(Items from a data source)

■ ■ ■ ■

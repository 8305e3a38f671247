// Copyright (C) 2025 SyncMyOrders Sp. z o.o.
// SPDX-License-Identifier: AGPL-3.0-or-later
//! Cluster client backed by the Kubernetes API.

use std::path::Path;

use async_trait::async_trait;
use k8s_openapi::api::certificates::v1::CertificateSigningRequest;
use kube::api::{DeleteParams, DynamicObject, Patch, PatchParams};
use kube::config::{KubeConfigOptions, Kubeconfig};
use kube::core::GroupVersionKind;
use kube::discovery::{self, ApiResource, Scope};
use kube::{Api, Client, Config};
use tracing::debug;

use super::{ClientError, ClientResult, ClusterClient};

const FIELD_MANAGER: &str = "appsync";

/// Client for one cluster, configured from a kubeconfig file.
#[derive(Clone)]
pub struct KubeClusterClient {
    client: Client,
    /// Namespace of namespaced resources that do not name one.
    namespace: String,
}

impl KubeClusterClient {
    /// Build a client from a kubeconfig file.
    pub async fn from_kubeconfig(path: &Path, namespace: &str) -> ClientResult<Self> {
        let kubeconfig =
            Kubeconfig::read_from(path).map_err(|e| ClientError::Kubeconfig(e.to_string()))?;
        let config = Config::from_custom_kubeconfig(kubeconfig, &KubeConfigOptions::default())
            .await
            .map_err(|e| ClientError::Kubeconfig(e.to_string()))?;
        let client = Client::try_from(config)?;
        Ok(Self {
            client,
            namespace: namespace.to_string(),
        })
    }

    /// Resolve the API of the object described by `content`.
    async fn dynamic_api(
        &self,
        content: &[u8],
        default_namespace: Option<&str>,
    ) -> ClientResult<(Api<DynamicObject>, DynamicObject, String)> {
        let obj: DynamicObject = serde_yaml::from_slice(content)?;
        let types = obj
            .types
            .as_ref()
            .ok_or_else(|| ClientError::InvalidResource("missing apiVersion/kind".to_string()))?;
        let gvk = GroupVersionKind::try_from(types)
            .map_err(|e| ClientError::InvalidResource(e.to_string()))?;
        let name = obj
            .metadata
            .name
            .clone()
            .ok_or_else(|| ClientError::InvalidResource("missing metadata.name".to_string()))?;

        let (resource, caps): (ApiResource, _) = discovery::pinned_kind(&self.client, &gvk).await?;
        let api = match caps.scope {
            Scope::Namespaced => {
                let namespace = obj
                    .metadata
                    .namespace
                    .as_deref()
                    .or(default_namespace)
                    .unwrap_or(self.namespace.as_str());
                Api::namespaced_with(self.client.clone(), namespace, &resource)
            }
            Scope::Cluster => Api::all_with(self.client.clone(), &resource),
        };
        Ok((api, obj, name))
    }
}

#[async_trait]
impl ClusterClient for KubeClusterClient {
    async fn apply(&self, content: &[u8]) -> ClientResult<()> {
        let (api, obj, name) = self.dynamic_api(content, None).await?;
        api.patch(
            &name,
            &PatchParams::apply(FIELD_MANAGER).force(),
            &Patch::Apply(&obj),
        )
        .await?;
        debug!(resource = %name, "Applied resource");
        Ok(())
    }

    async fn delete(&self, content: &[u8]) -> ClientResult<()> {
        let (api, _, name) = self.dynamic_api(content, None).await?;
        match api.delete(&name, &DeleteParams::default()).await {
            Ok(_) => Ok(()),
            Err(kube::Error::Api(err)) if err.code == 404 => {
                debug!(resource = %name, "Resource already deleted");
                Ok(())
            }
            Err(e) => Err(e.into()),
        }
    }

    async fn get(&self, content: &[u8], namespace: &str) -> ClientResult<Vec<u8>> {
        let (api, _, name) = self.dynamic_api(content, Some(namespace)).await?;
        let live = api.get(&name).await?;
        Ok(serde_yaml::to_string(&live)?.into_bytes())
    }

    async fn approve(&self, name: &str, approval: &[u8]) -> ClientResult<()> {
        let patch: serde_json::Value = serde_yaml::from_slice(approval)?;
        let api: Api<CertificateSigningRequest> = Api::all(self.client.clone());
        api.patch_subresource(
            "approval",
            name,
            &PatchParams::default(),
            &Patch::Merge(&patch),
        )
        .await?;
        debug!(csr = %name, "Approved certificate signing request");
        Ok(())
    }

    async fn is_reachable(&self) -> ClientResult<()> {
        self.client
            .apiserver_version()
            .await
            .map(|_| ())
            .map_err(|e| ClientError::Unreachable(e.to_string()))
    }
}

■ ■ ■ ■

Word for word, give back all of the records.

repository 8305e3a38f671247
// Copyright (C) 2025 SyncMyOrders Sp. z o.o.
// SPDX-License-Identifier: AGPL-3.0-or-later
//! Cluster client backed by the Kubernetes API.

use std::path::Path;

use async_trait::async_trait;
use k8s_openapi::api::certificates::v1::CertificateSigningRequest;
use kube::api::{DeleteParams, DynamicObject, Patch, PatchParams};
use kube::config::{KubeConfigOptions, Kubeconfig};
use kube::core::GroupVersionKind;
use kube::discovery::{self, ApiResource, Scope};
use kube::{Api, Client, Config};
use tracing::debug;

use super::{ClientError, ClientResult, ClusterClient};

const FIELD_MANAGER: &str = "appsync";

/// Client for one cluster, configured from a kubeconfig file.
#[derive(Clone)]
pub struct KubeClusterClient {
    client: Client,
    /// Namespace of namespaced resources that do not name one.
    namespace: String,
}

impl KubeClusterClient {
    /// Build a client from a kubeconfig file.
    pub async fn from_kubeconfig(path: &Path, namespace: &str) -> ClientResult<Self> {
        let kubeconfig =
            Kubeconfig::read_from(path).map_err(|e| ClientError::Kubeconfig(e.to_string()))?;
        let config = Config::from_custom_kubeconfig(kubeconfig, &KubeConfigOptions::default())
            .await
            .map_err(|e| ClientError::Kubeconfig(e.to_string()))?;
        let client = Client::try_from(config)?;
        Ok(Self {
            client,
            namespace: namespace.to_string(),
        })
    }

    /// Resolve the API of the object described by `content`.
    async fn dynamic_api(
        &self,
        content: &[u8],
        default_namespace: Option<&str>,
    ) -> ClientResult<(Api<DynamicObject>, DynamicObject, String)> {
        let obj: DynamicObject = serde_yaml::from_slice(content)?;
        let types = obj
            .types
            .as_ref()
            .ok_or_else(|| ClientError::InvalidResource("missing apiVersion/kind".to_string()))?;
        let gvk = GroupVersionKind::try_from(types)
            .map_err(|e| ClientError::InvalidResource(e.to_string()))?;
        let name = obj
            .metadata
            .name
            .clone()
            .ok_or_else(|| ClientError::InvalidResource("missing metadata.name".to_string()))?;

        let (resource, caps): (ApiResource, _) = discovery::pinned_kind(&self.client, &gvk).await?;
        let api = match caps.scope {
            Scope::Namespaced => {
                let namespace = obj
                    .metadata
                    .namespace
                    .as_deref()
                    .or(default_namespace)
                    .unwrap_or(self.namespace.as_str());
                Api::namespaced_with(self.client.clone(), namespace, &resource)
            }
            Scope::Cluster => Api::all_with(self.client.clone(), &resource),
        };
        Ok((api, obj, name))
    }
}

#[async_trait]
impl ClusterClient for KubeClusterClient {
    async fn apply(&self, content: &[u8]) -> ClientResult<()> {
        let (api, obj, name) = self.dynamic_api(content, None).await?;
        api.patch(
            &name,
            &PatchParams::apply(FIELD_MANAGER).force(),
            &Patch::Apply(&obj),
        )
        .await?;
        debug!(resource = %name, "Applied resource");
        Ok(())
    }

    async fn delete(&self, content: &[u8]) -> ClientResult<()> {
        let (api, _, name) = self.dynamic_api(content, None).await?;
        match api.delete(&name, &DeleteParams::default()).await {
            Ok(_) => Ok(()),
            Err(kube::Error::Api(err)) if err.code == 404 => {
                debug!(resource = %name, "Resource already deleted");
                Ok(())
            }
            Err(e) => Err(e.into()),
        }
    }

    async fn get(&self, content: &[u8], namespace: &str) -> ClientResult<Vec<u8>> {
        let (api, _, name) = self.dynamic_api(content, Some(namespace)).await?;
        let live = api.get(&name).await?;
        Ok(serde_yaml::to_string(&live)?.into_bytes())
    }

    async fn approve(&self, name: &str, approval: &[u8]) -> ClientResult<()> {
        let patch: serde_json::Value = serde_yaml::from_slice(approval)?;
        let api: Api<CertificateSigningRequest> = Api::all(self.client.clone());
        api.patch_subresource(
            "approval",
            name,
            &PatchParams::default(),
            &Patch::Merge(&patch),
        )
        .await?;
        debug!(csr = %name, "Approved certificate signing request");
        Ok(())
    }

    async fn is_reachable(&self) -> ClientResult<()> {
        self.client
            .apiserver_version()
            .await
            .map(|_| ())
            .map_err(|e| ClientError::Unreachable(e.to_string()))
    }
}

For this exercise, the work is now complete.